Task to carry out: List each line of the data that holds the string "current".

Data shown:

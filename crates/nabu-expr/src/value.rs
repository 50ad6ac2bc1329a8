use std::cell::RefCell;
use std::fmt;
use std::rc::Rc;

use indexmap::IndexMap;

use crate::error::EvalError;

// ── Object ────────────────────────────────────────────────────────────────

/// A name → value mapping that expressions can read from.
///
/// Anything that implements `Object` can sit in a context stack as a scope,
/// be the receiver of a method call, or be the result of a property lookup.
/// Implementors may compute values on the fly (getters) and may have side
/// effects; that is how templates reach into application logic.
pub trait Object: 'static {
    /// Returns the value stored under `key` if this object owns it.
    fn get_own(&self, key: &str) -> Option<Value>;

    /// Stores `value` under `key`. Returns `false` if the object is read-only.
    fn set(&self, _key: &str, _value: Value) -> bool {
        false
    }

    /// Owned keys, in iteration order.
    fn keys(&self) -> Vec<String> {
        Vec::new()
    }

    /// Name used when the object is rendered as text (`[object <name>]`).
    fn type_name(&self) -> &str {
        "Object"
    }
}

// ── Record ────────────────────────────────────────────────────────────────

/// The stock mutable object: an insertion-ordered map with interior
/// mutability, so application code can keep an `Rc<Record>` and change data
/// between updates.
///
/// ```rust
/// use std::rc::Rc;
/// use nabu_expr::value::{Record, Value};
///
/// let data = Rc::new(Record::new().with("title", "Inbox").with("count", 3));
/// let scope = Value::from(data.clone());
/// data.insert("count", 4);
/// assert_eq!(scope.get_named("count"), Value::Int(4));
/// ```
#[derive(Default)]
pub struct Record {
    fields: RefCell<IndexMap<String, Value>>,
}

impl Record {
    pub fn new() -> Self {
        Self::default()
    }

    pub fn with(self, key: impl Into<String>, value: impl Into<Value>) -> Self {
        self.fields.borrow_mut().insert(key.into(), value.into());
        self
    }

    pub fn insert(&self, key: impl Into<String>, value: impl Into<Value>) {
        self.fields.borrow_mut().insert(key.into(), value.into());
    }

    pub fn remove(&self, key: &str) -> Option<Value> {
        self.fields.borrow_mut().shift_remove(key)
    }

    pub fn get(&self, key: &str) -> Value {
        self.fields.borrow().get(key).cloned().unwrap_or_default()
    }

    pub fn len(&self) -> usize {
        self.fields.borrow().len()
    }

    pub fn is_empty(&self) -> bool {
        self.fields.borrow().is_empty()
    }
}

impl Object for Record {
    fn get_own(&self, key: &str) -> Option<Value> {
        self.fields.borrow().get(key).cloned()
    }

    fn set(&self, key: &str, value: Value) -> bool {
        self.fields.borrow_mut().insert(key.to_string(), value);
        true
    }

    fn keys(&self) -> Vec<String> {
        self.fields.borrow().keys().cloned().collect()
    }
}

// ── Function ──────────────────────────────────────────────────────────────

type NativeFn = dyn Fn(&Value, &[Value]) -> Result<Value, EvalError>;

/// A callable value. The first argument passed to the native closure is the
/// receiver (`this`): for `a.b()` that is `a`, for a bare `f()` it is the
/// scope that owns `f`.
#[derive(Clone)]
pub struct Function {
    name: Rc<str>,
    call: Rc<NativeFn>,
}

impl Function {
    pub fn native<F>(name: impl Into<Rc<str>>, f: F) -> Self
    where
        F: Fn(&Value, &[Value]) -> Result<Value, EvalError> + 'static,
    {
        Self { name: name.into(), call: Rc::new(f) }
    }

    pub fn name(&self) -> &str {
        &self.name
    }

    pub fn call(&self, receiver: &Value, args: &[Value]) -> Result<Value, EvalError> {
        (self.call)(receiver, args)
    }

    pub fn ptr_eq(&self, other: &Function) -> bool {
        Rc::ptr_eq(&self.call, &other.call)
    }
}

impl fmt::Debug for Function {
    fn fmt(&self, f: &mut fmt::Formatter<'_>) -> fmt::Result {
        write!(f, "Function({})", self.name)
    }
}

// ── Value ─────────────────────────────────────────────────────────────────

/// A dynamically typed value produced by a resolver.
///
/// Arrays, objects and functions are reference values: cloning a `Value`
/// shares them, and equality compares them by identity. Primitives compare
/// by value, with `Int` and `Float` compared numerically.
#[derive(Clone, Default)]
pub enum Value {
    #[default]
    Undefined,
    Null,
    Bool(bool),
    Int(i64),
    Float(f64),
    Str(Rc<str>),
    Array(Rc<RefCell<Vec<Value>>>),
    Object(Rc<dyn Object>),
    Function(Function),
}

impl Value {
    pub fn str(s: impl Into<Rc<str>>) -> Self {
        Value::Str(s.into())
    }

    pub fn array(items: Vec<Value>) -> Self {
        Value::Array(Rc::new(RefCell::new(items)))
    }

    pub fn object<O: Object>(object: Rc<O>) -> Self {
        Value::Object(object)
    }

    pub fn function<F>(name: &str, f: F) -> Self
    where
        F: Fn(&Value, &[Value]) -> Result<Value, EvalError> + 'static,
    {
        Value::Function(Function::native(name, f))
    }

    /// Short type tag used in diagnostics.
    pub fn type_name(&self) -> &'static str {
        match self {
            Value::Undefined   => "undefined",
            Value::Null        => "null",
            Value::Bool(_)     => "boolean",
            Value::Int(_)      => "integer",
            Value::Float(_)    => "float",
            Value::Str(_)      => "string",
            Value::Array(_)    => "array",
            Value::Object(_)   => "object",
            Value::Function(_) => "function",
        }
    }

    /// Identity for reference values, value equality for primitives.
    pub fn same(&self, other: &Value) -> bool {
        match (self, other) {
            (Value::Undefined, Value::Undefined) | (Value::Null, Value::Null) => true,
            (Value::Bool(a), Value::Bool(b)) => a == b,
            (Value::Int(a), Value::Int(b)) => a == b,
            (Value::Float(a), Value::Float(b)) => a == b,
            (Value::Int(a), Value::Float(b)) | (Value::Float(b), Value::Int(a)) => (*a as f64) == *b,
            (Value::Str(a), Value::Str(b)) => a == b,
            (Value::Array(a), Value::Array(b)) => Rc::ptr_eq(a, b),
            (Value::Object(a), Value::Object(b)) => std::ptr::addr_eq(Rc::as_ptr(a), Rc::as_ptr(b)),
            (Value::Function(a), Value::Function(b)) => a.ptr_eq(b),
            _ => false,
        }
    }

    /// Condition semantics for `if` directives.
    pub fn truthy(&self) -> bool {
        match self {
            Value::Undefined | Value::Null => false,
            Value::Bool(b) => *b,
            Value::Int(i) => *i != 0,
            Value::Float(f) => *f != 0.0 && !f.is_nan(),
            Value::Str(s) => !s.is_empty(),
            Value::Array(_) | Value::Object(_) | Value::Function(_) => true,
        }
    }

    /// Property owned by this value, if any.
    ///
    /// Objects answer through [`Object::get_own`]; arrays and strings own
    /// their integer indices and `length`. Every other value owns nothing.
    pub fn get_own(&self, key: &str) -> Option<Value> {
        match self {
            Value::Object(obj) => obj.get_own(key),
            Value::Array(items) => {
                let items = items.borrow();
                if key == "length" {
                    return Some(Value::Int(items.len() as i64));
                }
                key.parse::<usize>().ok().and_then(|i| items.get(i).cloned())
            }
            Value::Str(s) => {
                if key == "length" {
                    return Some(Value::Int(s.chars().count() as i64));
                }
                let i = key.parse::<usize>().ok()?;
                s.chars().nth(i).map(|c| Value::str(c.to_string()))
            }
            _ => None,
        }
    }

    /// Property lookup keyed by an evaluated value (`obj[key]`, `obj.key`).
    pub fn get(&self, key: &Value) -> Value {
        self.get_named(&key.to_string())
    }

    pub fn get_named(&self, key: &str) -> Value {
        self.get_own(key).unwrap_or_default()
    }

    /// Snapshot of the items a `forEach` directive walks.
    ///
    /// `undefined` and `null` iterate as empty lists so optional data can be
    /// left out of the context without failing the render. A string iterates
    /// its characters.
    pub fn items(&self) -> Result<Vec<Value>, EvalError> {
        match self {
            Value::Array(items) => Ok(items.borrow().clone()),
            Value::Str(s) => Ok(s.chars().map(|c| Value::str(c.to_string())).collect()),
            Value::Undefined | Value::Null => Ok(Vec::new()),
            other => Err(EvalError::NotIterable { found: other.type_name().to_string() }),
        }
    }

    pub fn as_str(&self) -> Option<&str> {
        match self {
            Value::Str(s) => Some(&**s),
            _ => None,
        }
    }

    pub fn as_i64(&self) -> Option<i64> {
        match self {
            Value::Int(i) => Some(*i),
            Value::Float(f) if f.fract() == 0.0 => Some(*f as i64),
            _ => None,
        }
    }

    pub fn as_f64(&self) -> Option<f64> {
        match self {
            Value::Int(i) => Some(*i as f64),
            Value::Float(f) => Some(*f),
            _ => None,
        }
    }

    pub fn as_bool(&self) -> Option<bool> {
        match self {
            Value::Bool(b) => Some(*b),
            _ => None,
        }
    }

    /// Clones the items out of an array value.
    pub fn to_vec(&self) -> Option<Vec<Value>> {
        match self {
            Value::Array(items) => Some(items.borrow().clone()),
            _ => None,
        }
    }
}

impl PartialEq for Value {
    fn eq(&self, other: &Self) -> bool {
        self.same(other)
    }
}

fn fmt_float(f: &mut fmt::Formatter<'_>, v: f64) -> fmt::Result {
    if v.is_nan() {
        f.write_str("NaN")
    } else if v.is_infinite() {
        f.write_str(if v > 0.0 { "Infinity" } else { "-Infinity" })
    } else if v.fract() == 0.0 && v.abs() < 1e15 {
        write!(f, "{}", v as i64)
    } else {
        write!(f, "{}", v)
    }
}

/// Text form used by string interpolation and property keys.
impl fmt::Display for Value {
    fn fmt(&self, f: &mut fmt::Formatter<'_>) -> fmt::Result {
        match self {
            Value::Undefined => f.write_str("undefined"),
            Value::Null => f.write_str("null"),
            Value::Bool(b) => write!(f, "{}", b),
            Value::Int(i) => write!(f, "{}", i),
            Value::Float(v) => fmt_float(f, *v),
            Value::Str(s) => f.write_str(s),
            Value::Array(items) => {
                for (i, item) in items.borrow().iter().enumerate() {
                    if i > 0 {
                        f.write_str(",")?;
                    }
                    // Holes render as empty, matching list joining elsewhere.
                    if !matches!(item, Value::Undefined | Value::Null) {
                        write!(f, "{}", item)?;
                    }
                }
                Ok(())
            }
            Value::Object(obj) => write!(f, "[object {}]", obj.type_name()),
            Value::Function(func) => write!(f, "function {}", func.name()),
        }
    }
}

impl fmt::Debug for Value {
    fn fmt(&self, f: &mut fmt::Formatter<'_>) -> fmt::Result {
        match self {
            Value::Undefined => f.write_str("Undefined"),
            Value::Null => f.write_str("Null"),
            Value::Bool(b) => write!(f, "Bool({})", b),
            Value::Int(i) => write!(f, "Int({})", i),
            Value::Float(v) => write!(f, "Float({})", v),
            Value::Str(s) => write!(f, "Str({:?})", s),
            Value::Array(items) => f.debug_list().entries(items.borrow().iter()).finish(),
            Value::Object(obj) => {
                let mut map = f.debug_map();
                for key in obj.keys() {
                    let value = obj.get_own(&key).unwrap_or_default();
                    map.entry(&key, &value);
                }
                map.finish()
            }
            Value::Function(func) => write!(f, "{:?}", func),
        }
    }
}

// ── Conversions ───────────────────────────────────────────────────────────

impl From<bool> for Value {
    fn from(b: bool) -> Self {
        Value::Bool(b)
    }
}

impl From<i64> for Value {
    fn from(i: i64) -> Self {
        Value::Int(i)
    }
}

impl From<i32> for Value {
    fn from(i: i32) -> Self {
        Value::Int(i as i64)
    }
}

impl From<f64> for Value {
    fn from(f: f64) -> Self {
        Value::Float(f)
    }
}

impl From<&str> for Value {
    fn from(s: &str) -> Self {
        Value::str(s)
    }
}

impl From<String> for Value {
    fn from(s: String) -> Self {
        Value::str(s)
    }
}

impl From<Vec<Value>> for Value {
    fn from(items: Vec<Value>) -> Self {
        Value::array(items)
    }
}
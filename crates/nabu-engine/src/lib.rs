//! nabu engine crate.
//!
//! Owns the host-side pieces the UI layer runs on: logger setup, frame
//! timing, and a headless frame loop that drives an [`core::App`].

pub mod core;
pub mod logging;
pub mod runtime;
pub mod time;
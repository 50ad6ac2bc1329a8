use std::sync::Once;

/// Logger configuration.
///
/// `env_filter` uses the `env_logger` filter syntax, e.g.
/// `"nabu_ui=debug,nabu_expr=trace"`. When unset, `RUST_LOG` is consulted,
/// then the level falls back to `default_level`.
#[derive(Debug, Clone)]
pub struct LoggingConfig {
    pub env_filter: Option<String>,
    pub default_level: log::LevelFilter,
    pub write_style: env_logger::WriteStyle,
    /// Prefix lines with a timestamp. Off for tests and piped demo output.
    pub timestamps: bool,
}

impl Default for LoggingConfig {
    fn default() -> Self {
        Self {
            env_filter: None,
            default_level: log::LevelFilter::Info,
            write_style: env_logger::WriteStyle::Auto,
            timestamps: true,
        }
    }
}

static INIT: Once = Once::new();

/// Installs `env_logger` as the global logger.
///
/// Idempotent: only the first call has any effect. `try_init` is used so a
/// logger installed by someone else (a test harness) is left alone.
pub fn init_logging(config: LoggingConfig) {
    INIT.call_once(|| {
        let mut builder = env_logger::Builder::new();

        match config.env_filter.or_else(|| std::env::var("RUST_LOG").ok()) {
            Some(filter) => {
                builder.parse_filters(&filter);
            }
            None => {
                builder.filter_level(config.default_level);
            }
        }

        builder.write_style(config.write_style);
        if !config.timestamps {
            builder.format_timestamp(None);
        }

        if builder.try_init().is_ok() {
            log::debug!("logging initialized");
        }
    });
}
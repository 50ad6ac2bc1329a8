use std::fmt;

// ── ParseError ────────────────────────────────────────────────────────────

/// Which stage rejected an expression.
#[derive(Debug, Clone, Copy, PartialEq, Eq)]
pub enum ErrorKind {
    /// Unknown character run or unterminated string.
    Lexical,
    /// Unbalanced brackets, duplicate operands, misplaced operators.
    Syntax,
    /// A token list the compiler has no rule for (empty input, stray operator).
    Compile,
}

impl fmt::Display for ErrorKind {
    fn fmt(&self, f: &mut fmt::Formatter<'_>) -> fmt::Result {
        f.write_str(match self {
            ErrorKind::Lexical => "lexical",
            ErrorKind::Syntax  => "syntax",
            ErrorKind::Compile => "compile",
        })
    }
}

/// A template expression that could not be turned into a resolver.
///
/// These are configuration bugs in a template, so they are never retried;
/// `expr` carries the offending source so the template can be located.
#[derive(Debug, Clone, PartialEq)]
pub struct ParseError {
    pub kind: ErrorKind,
    pub message: String,
    /// The expression source the error was raised for.
    pub expr: String,
}

impl ParseError {
    pub(crate) fn new(kind: ErrorKind, msg: impl Into<String>, expr: &str) -> Self {
        Self { kind, message: msg.into(), expr: expr.to_string() }
    }

    pub(crate) fn lexical(msg: impl Into<String>, expr: &str) -> Self {
        Self::new(ErrorKind::Lexical, msg, expr)
    }

    pub(crate) fn syntax(msg: impl Into<String>, expr: &str) -> Self {
        Self::new(ErrorKind::Syntax, msg, expr)
    }

    pub(crate) fn compile(msg: impl Into<String>, expr: &str) -> Self {
        Self::new(ErrorKind::Compile, msg, expr)
    }
}

impl fmt::Display for ParseError {
    fn fmt(&self, f: &mut fmt::Formatter<'_>) -> fmt::Result {
        write!(f, "expression {} error in {:?}: {}", self.kind, self.expr, self.message)
    }
}

impl std::error::Error for ParseError {}

// ── EvalError ─────────────────────────────────────────────────────────────

/// A failure while running a compiled resolver.
///
/// Unresolved names are not errors (they evaluate to `undefined`); only
/// operations that cannot proceed at all end up here.
#[derive(Debug, Clone, PartialEq)]
pub enum EvalError {
    /// A call target evaluated to something other than a function.
    NotCallable { expr: String, found: String },
    /// A `forEach` list evaluated to something that cannot be iterated.
    NotIterable { found: String },
    /// Raised by an application-supplied native function.
    Native(String),
}

impl EvalError {
    pub fn native(msg: impl Into<String>) -> Self {
        EvalError::Native(msg.into())
    }
}

impl fmt::Display for EvalError {
    fn fmt(&self, f: &mut fmt::Formatter<'_>) -> fmt::Result {
        match self {
            EvalError::NotCallable { expr, found } => {
                write!(f, "call target in {:?} is not a function (found {})", expr, found)
            }
            EvalError::NotIterable { found } => write!(f, "value is not iterable (found {})", found),
            EvalError::Native(msg) => f.write_str(msg),
        }
    }
}

impl std::error::Error for EvalError {}
use crate::time::FrameTime;

/// Requests an app can make of the runtime from inside a frame.
///
/// Commands are buffered and applied after the current callback returns.
#[derive(Debug, Default)]
pub struct RuntimeCtx {
    exit_requested: bool,
}

impl RuntimeCtx {
    /// Stop the loop after the current frame.
    pub fn exit(&mut self) {
        self.exit_requested = true;
    }

    pub fn exit_requested(&self) -> bool {
        self.exit_requested
    }
}

/// Per-frame context passed to `core::App::on_frame`.
pub struct FrameCtx<'a> {
    pub title: &'a str,
    pub time: FrameTime,
    pub runtime: &'a mut RuntimeCtx,
}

Expected answer:
/// Commands are buffered and applied after the current callback returns.
    /// Stop the loop after the current frame.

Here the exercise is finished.